The new narrative about Biden suggests that he is exploitative and solipsistic in his encounters with women. Although I did not witness what the women who have come forward to criticize Biden experienced, and only they can say how these encounters felt to them, it seems relevant that Biden is touchy-feely with everyone—not just women, but children and men, too. My kids fought to be plus-ones for Biden events because of the type of behavior that is being called into question. He habitually nuzzled, hugged, and kidded around with them. But he wasn’t just physical. He tuned in emotionally. In the below photo, while a long line of influentials wait for his attention, Biden is listening to my 7-year-old’s concerns about Syrian kids.

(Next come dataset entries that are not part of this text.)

//! Shared controller state and the core event handlers.

use std::sync::Arc;
use chrono::{DateTime, Utc};
use log::{info, warn};
use crate::core::device_registry::DeviceRegistry;
use crate::core::error::ControllerError;
use crate::core::flow_installer::FlowInstaller;
use crate::core::forwarding::{ForwardingDecision, ForwardingTable, LearningSwitch};
use crate::core::mitigation::BlockTable;
use crate::core::port_stats::{PortStatsStore, SampleUpdate};
use crate::core::throughput::ThroughputCalculator;
use crate::core::watchlist::Watchlist;
use crate::models::Config;
use crate::platform::{DeviceId, DeviceSession, PacketIn, PortCounters, PortNo};
use crate::utils::config_duration;

/// Everything the event loop, the stats poller and the mitigation engine share.
/// Each store carries its own lock.
pub struct ControllerState {
    pub registry: Arc<DeviceRegistry>,
    pub forwarding: Arc<ForwardingTable>,
    pub stats: Arc<PortStatsStore>,
    pub watchlist: Arc<Watchlist>,
    pub blocks: Arc<BlockTable>,
    pub installer: FlowInstaller,
    switch: LearningSwitch,
    calculator: ThroughputCalculator,
}

impl ControllerState {
    pub fn new(config: &Config) -> Self {
        let registry = Arc::new(DeviceRegistry::new());
        let max_age = match config.forwarding.mac_aging_seconds {
            0 => None,
            secs => Some(config_duration(secs)),
        };
        let forwarding = Arc::new(ForwardingTable::new(max_age));
        let stats = Arc::new(PortStatsStore::new(config.monitoring.max_port_no));
        let watchlist = Arc::new(Watchlist::new());
        let blocks = Arc::new(BlockTable::new());
        let installer = FlowInstaller::new();

        Self {
            switch: LearningSwitch::new(forwarding.clone(), installer.clone(), config.forwarding.clone()),
            calculator: ThroughputCalculator::new(
                stats.clone(),
                watchlist.clone(),
                config.mitigation.static_threshold,
            ),
            registry,
            forwarding,
            stats,
            watchlist,
            blocks,
            installer,
        }
    }

    /// Register a switch and install its table-miss rule
    pub async fn on_device_joined(
        &self,
        device_id: DeviceId,
        session: Arc<dyn DeviceSession>,
        now: DateTime<Utc>,
    ) -> Result<(), ControllerError> {
        let Some(device) = self.registry.register(device_id, session, now).await else {
            return Ok(());
        };
        info!("Switch {:016x} connected", device_id);
        metrics::increment_gauge!("sdn_devices", 1.0);
        self.installer.install_table_miss(&device)?;
        Ok(())
    }

    /// Unregister a switch and drop everything known about it
    pub async fn on_device_left(&self, device_id: DeviceId) -> Result<(), ControllerError> {
        if self.registry.unregister(device_id).await.is_none() {
            warn!("Unknown switch {:016x} disconnected", device_id);
            return Ok(());
        }
        self.forwarding.purge_device(device_id).await;
        self.stats.purge_device(device_id).await;
        self.watchlist.purge_device(device_id).await;
        self.blocks.purge_device(device_id).await;
        metrics::decrement_gauge!("sdn_devices", 1.0);
        info!("Switch {:016x} disconnected, state purged", device_id);
        Ok(())
    }

    pub async fn on_packet_in(
        &self,
        device_id: DeviceId,
        packet: &PacketIn,
        now: DateTime<Utc>,
    ) -> Result<ForwardingDecision, ControllerError> {
        let device = self
            .registry
            .get(device_id)
            .await
            .ok_or(ControllerError::UnknownDevice(device_id))?;
        self.switch.handle_packet_in(&device, packet, now).await
    }

    pub async fn on_port_stats_reply(
        &self,
        device_id: DeviceId,
        stats: &[PortCounters],
        now: DateTime<Utc>,
    ) -> Result<Vec<(PortNo, SampleUpdate)>, ControllerError> {
        if self.registry.get(device_id).await.is_none() {
            return Err(ControllerError::UnknownDevice(device_id));
        }
        Ok(self.calculator.on_stats_reply(device_id, stats, now).await)
    }
}

#[cfg(test)]
mod tests {
    use super::*;
    use chrono::Duration;
    use crate::platform::testing::RecordingSession;
    use crate::platform::{FlowMatch, MacAddr};

    #[tokio::test]
    async fn test_join_installs_table_miss_once() {
        let state = ControllerState::new(&Config::default());
        let session = Arc::new(RecordingSession::default());

        state.on_device_joined(1, session.clone(), Utc::now()).await.unwrap();
        state.on_device_joined(1, session.clone(), Utc::now()).await.unwrap();

        let mods = session.flow_mods();
        assert_eq!(mods.len(), 1);
        assert_eq!(mods[0].priority, 0);
        assert_eq!(mods[0].matcher, FlowMatch::any());
    }

    #[tokio::test]
    async fn test_departure_purges_device_state() {
        let state = ControllerState::new(&Config::default());
        let t0 = Utc::now();
        state
            .on_device_joined(1, Arc::new(RecordingSession::default()), t0)
            .await
            .unwrap();

        state.forwarding.learn(1, MacAddr([0, 0, 0, 0, 0, 1]), 1, t0).await;
        let counters = |rx| PortCounters { port_no: 1, rx_bytes: rx, tx_bytes: 0 };
        state.on_port_stats_reply(1, &[counters(0)], t0).await.unwrap();
        state
            .on_port_stats_reply(1, &[counters(100_000_000)], t0 + Duration::seconds(1))
            .await
            .unwrap();
        assert!(state.watchlist.contains(1, 1).await);

        state.on_device_left(1).await.unwrap();

        assert!(state.registry.get(1).await.is_none());
        assert_eq!(state.forwarding.len(1).await, 0);
        assert!(state.stats.snapshot().await.is_empty());
        assert_eq!(state.watchlist.len().await, 0);
    }

    #[tokio::test]
    async fn test_huge_aging_config_is_accepted() {
        let mut config = Config::default();
        config.forwarding.mac_aging_seconds = u64::MAX;
        let state = ControllerState::new(&config);
        let t0 = Utc::now();
        let mac = MacAddr([0, 0, 0, 0, 0, 1]);

        state.forwarding.learn(1, mac, 3, t0).await;
        assert_eq!(state.forwarding.lookup(1, mac, t0 + Duration::days(365)).await, Some(3));
    }

    #[tokio::test]
    async fn test_events_for_unknown_devices_are_rejected() {
        let state = ControllerState::new(&Config::default());
        let result = state.on_port_stats_reply(5, &[], Utc::now()).await;
        assert!(matches!(result, Err(ControllerError::UnknownDevice(5))));
        assert!(state.on_device_left(5).await.is_ok());
    }
}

After these encounters, I asked the question of the moment: Why does the guy act this way? Those who cite power dynamics are both exactly wrong and onto something. In Washington, warm welcomes are generally reserved for the most influential or the highest-dollar campaign donors. Sometimes that policy is explicit: You get a faux-intimate photo in exchange for a large PAC contribution. Biden’s disregard of this protocol is telling. He enters a room, just as he enters a debate about union rights or domestic violence, with a predisposition to lend an ear to the least powerful.
Judging from the reaction to the recent spate of Biden stories, time is up on avuncular attention, now interpreted as at best pernicious paternalism and at worst septuagenarian sexual harassment. In the cultural revolution under way in America, men like Biden are invited to offer their head if their prior actions deviated from the new norms.
No doubt, character counts. I, for one, admire Biden’s deviant decency.